Among the entries, find the lines with the string "from" and copy them.

(Collection entries)
▽

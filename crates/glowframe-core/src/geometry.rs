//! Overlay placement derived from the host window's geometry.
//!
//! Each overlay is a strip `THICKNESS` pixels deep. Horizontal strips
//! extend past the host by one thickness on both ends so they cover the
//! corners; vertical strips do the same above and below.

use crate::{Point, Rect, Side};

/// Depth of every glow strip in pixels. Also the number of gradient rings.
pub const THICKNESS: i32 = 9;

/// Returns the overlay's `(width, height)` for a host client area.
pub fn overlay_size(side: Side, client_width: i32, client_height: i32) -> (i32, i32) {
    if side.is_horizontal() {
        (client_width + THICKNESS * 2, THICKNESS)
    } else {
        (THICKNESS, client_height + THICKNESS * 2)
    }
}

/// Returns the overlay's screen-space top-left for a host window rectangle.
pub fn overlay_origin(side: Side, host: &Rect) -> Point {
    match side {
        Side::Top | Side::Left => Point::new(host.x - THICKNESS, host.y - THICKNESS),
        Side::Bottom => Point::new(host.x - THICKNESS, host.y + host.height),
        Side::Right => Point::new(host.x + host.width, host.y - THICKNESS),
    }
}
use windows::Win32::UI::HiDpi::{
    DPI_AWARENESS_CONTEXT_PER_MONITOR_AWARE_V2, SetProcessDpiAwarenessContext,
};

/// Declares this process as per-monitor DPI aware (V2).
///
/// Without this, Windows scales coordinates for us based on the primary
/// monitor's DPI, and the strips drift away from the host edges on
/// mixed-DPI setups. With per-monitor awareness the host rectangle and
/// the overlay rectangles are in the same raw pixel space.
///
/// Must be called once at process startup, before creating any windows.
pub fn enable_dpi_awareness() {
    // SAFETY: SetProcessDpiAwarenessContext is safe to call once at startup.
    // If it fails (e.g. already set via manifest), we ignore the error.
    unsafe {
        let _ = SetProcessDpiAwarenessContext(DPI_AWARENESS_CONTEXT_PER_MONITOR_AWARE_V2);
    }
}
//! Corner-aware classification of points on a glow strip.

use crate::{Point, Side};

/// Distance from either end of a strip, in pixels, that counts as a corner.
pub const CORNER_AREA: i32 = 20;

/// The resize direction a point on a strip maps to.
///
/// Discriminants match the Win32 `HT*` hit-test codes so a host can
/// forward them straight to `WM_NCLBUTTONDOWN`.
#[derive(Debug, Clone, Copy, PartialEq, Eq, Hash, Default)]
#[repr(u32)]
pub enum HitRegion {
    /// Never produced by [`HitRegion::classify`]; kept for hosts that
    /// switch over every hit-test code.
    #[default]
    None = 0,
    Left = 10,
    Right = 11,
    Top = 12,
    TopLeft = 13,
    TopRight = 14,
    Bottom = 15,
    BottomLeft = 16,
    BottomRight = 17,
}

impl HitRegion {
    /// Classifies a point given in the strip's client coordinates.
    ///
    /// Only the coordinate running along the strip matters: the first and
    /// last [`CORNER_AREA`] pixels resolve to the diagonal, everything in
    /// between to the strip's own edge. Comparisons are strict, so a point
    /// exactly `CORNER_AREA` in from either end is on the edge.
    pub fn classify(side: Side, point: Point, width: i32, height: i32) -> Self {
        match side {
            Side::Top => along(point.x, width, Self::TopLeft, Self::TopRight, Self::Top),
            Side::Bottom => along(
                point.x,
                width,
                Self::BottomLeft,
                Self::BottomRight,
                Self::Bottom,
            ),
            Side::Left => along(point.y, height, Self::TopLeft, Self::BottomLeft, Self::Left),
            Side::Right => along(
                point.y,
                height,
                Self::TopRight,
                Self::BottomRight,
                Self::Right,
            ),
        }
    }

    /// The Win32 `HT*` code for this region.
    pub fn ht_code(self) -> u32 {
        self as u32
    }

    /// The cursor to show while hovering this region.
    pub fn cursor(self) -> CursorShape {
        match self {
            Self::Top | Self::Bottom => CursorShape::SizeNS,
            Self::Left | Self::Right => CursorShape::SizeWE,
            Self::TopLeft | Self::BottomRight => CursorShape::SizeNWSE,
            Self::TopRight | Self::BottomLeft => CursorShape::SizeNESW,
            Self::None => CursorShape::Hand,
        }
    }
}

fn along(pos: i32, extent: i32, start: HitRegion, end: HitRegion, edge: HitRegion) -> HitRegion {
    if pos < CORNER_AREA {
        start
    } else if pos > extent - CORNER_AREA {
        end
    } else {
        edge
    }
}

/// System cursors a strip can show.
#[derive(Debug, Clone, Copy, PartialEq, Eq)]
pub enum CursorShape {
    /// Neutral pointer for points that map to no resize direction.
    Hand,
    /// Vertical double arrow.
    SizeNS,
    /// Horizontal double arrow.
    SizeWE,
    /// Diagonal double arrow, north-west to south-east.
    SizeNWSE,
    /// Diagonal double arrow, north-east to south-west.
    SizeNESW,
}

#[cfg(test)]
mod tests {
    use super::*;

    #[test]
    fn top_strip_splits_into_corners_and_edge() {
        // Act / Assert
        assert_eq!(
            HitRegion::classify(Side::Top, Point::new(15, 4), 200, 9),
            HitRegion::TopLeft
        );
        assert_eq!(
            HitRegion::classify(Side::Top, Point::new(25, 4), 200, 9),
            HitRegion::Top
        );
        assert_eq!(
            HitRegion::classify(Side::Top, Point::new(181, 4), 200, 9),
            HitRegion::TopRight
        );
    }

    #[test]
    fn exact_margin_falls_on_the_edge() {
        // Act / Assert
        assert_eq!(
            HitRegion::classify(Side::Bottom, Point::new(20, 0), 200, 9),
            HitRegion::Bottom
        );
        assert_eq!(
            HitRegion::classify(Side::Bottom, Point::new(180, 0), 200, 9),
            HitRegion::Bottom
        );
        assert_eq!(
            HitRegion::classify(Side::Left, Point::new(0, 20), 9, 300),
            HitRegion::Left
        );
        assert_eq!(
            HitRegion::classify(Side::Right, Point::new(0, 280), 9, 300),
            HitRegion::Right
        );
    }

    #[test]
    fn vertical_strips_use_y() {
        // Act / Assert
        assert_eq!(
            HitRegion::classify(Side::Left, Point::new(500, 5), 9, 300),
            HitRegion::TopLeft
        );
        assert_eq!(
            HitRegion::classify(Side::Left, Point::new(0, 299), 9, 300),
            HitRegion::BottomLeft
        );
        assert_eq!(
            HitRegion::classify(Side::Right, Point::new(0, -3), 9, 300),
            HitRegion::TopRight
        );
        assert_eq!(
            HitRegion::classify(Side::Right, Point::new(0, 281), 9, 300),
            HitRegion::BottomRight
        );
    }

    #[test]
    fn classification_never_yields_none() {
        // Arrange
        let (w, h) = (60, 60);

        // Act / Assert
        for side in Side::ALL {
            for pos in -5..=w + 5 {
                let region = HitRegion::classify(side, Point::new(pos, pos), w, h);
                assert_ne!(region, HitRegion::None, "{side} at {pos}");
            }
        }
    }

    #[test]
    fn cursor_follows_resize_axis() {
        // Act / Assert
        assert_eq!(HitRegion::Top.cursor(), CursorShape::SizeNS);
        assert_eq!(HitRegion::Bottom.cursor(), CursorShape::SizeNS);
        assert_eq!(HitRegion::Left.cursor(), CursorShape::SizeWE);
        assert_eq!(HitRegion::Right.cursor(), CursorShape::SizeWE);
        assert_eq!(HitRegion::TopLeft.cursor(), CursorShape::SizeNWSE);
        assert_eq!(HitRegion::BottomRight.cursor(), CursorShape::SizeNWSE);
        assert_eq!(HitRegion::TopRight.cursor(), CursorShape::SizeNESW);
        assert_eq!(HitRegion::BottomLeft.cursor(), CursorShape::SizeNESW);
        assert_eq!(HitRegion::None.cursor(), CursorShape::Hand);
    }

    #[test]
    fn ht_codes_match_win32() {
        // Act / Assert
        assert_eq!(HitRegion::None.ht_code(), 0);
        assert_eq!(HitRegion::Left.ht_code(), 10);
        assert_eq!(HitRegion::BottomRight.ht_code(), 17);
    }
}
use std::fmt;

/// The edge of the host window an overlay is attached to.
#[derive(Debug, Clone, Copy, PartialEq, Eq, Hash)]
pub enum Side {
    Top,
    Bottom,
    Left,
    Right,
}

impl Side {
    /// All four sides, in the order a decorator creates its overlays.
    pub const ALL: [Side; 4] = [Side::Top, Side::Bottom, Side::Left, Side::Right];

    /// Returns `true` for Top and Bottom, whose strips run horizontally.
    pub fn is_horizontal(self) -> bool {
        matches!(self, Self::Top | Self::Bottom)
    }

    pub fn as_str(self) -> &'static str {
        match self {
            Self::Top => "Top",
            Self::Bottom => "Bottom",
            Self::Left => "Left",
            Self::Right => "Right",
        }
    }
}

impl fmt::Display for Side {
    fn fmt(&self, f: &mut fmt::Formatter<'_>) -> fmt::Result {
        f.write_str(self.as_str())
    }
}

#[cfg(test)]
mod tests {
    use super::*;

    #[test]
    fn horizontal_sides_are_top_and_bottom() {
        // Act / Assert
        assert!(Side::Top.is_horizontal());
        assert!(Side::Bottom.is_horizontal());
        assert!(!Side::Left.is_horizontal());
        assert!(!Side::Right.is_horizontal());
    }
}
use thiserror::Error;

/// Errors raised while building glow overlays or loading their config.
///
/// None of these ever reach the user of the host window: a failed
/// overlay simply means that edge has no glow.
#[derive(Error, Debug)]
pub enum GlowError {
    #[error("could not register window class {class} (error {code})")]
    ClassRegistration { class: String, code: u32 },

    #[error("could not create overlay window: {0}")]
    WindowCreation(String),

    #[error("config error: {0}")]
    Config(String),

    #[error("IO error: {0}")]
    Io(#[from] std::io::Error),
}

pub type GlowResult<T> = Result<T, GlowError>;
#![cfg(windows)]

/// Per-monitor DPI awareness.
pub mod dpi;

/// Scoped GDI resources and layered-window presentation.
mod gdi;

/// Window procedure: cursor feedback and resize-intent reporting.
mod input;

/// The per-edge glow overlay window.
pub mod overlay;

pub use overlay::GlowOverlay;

△

TASK OUTPUT –
//! Overlay placement derived from the host window's geometry.
/// monitor's DPI, and the strips drift away from the host edges on
/// Distance from either end of a strip, in pixels, that counts as a corner.
    /// exactly `CORNER_AREA` in from either end is on the edge.
    Io(#[from] std::io::Error),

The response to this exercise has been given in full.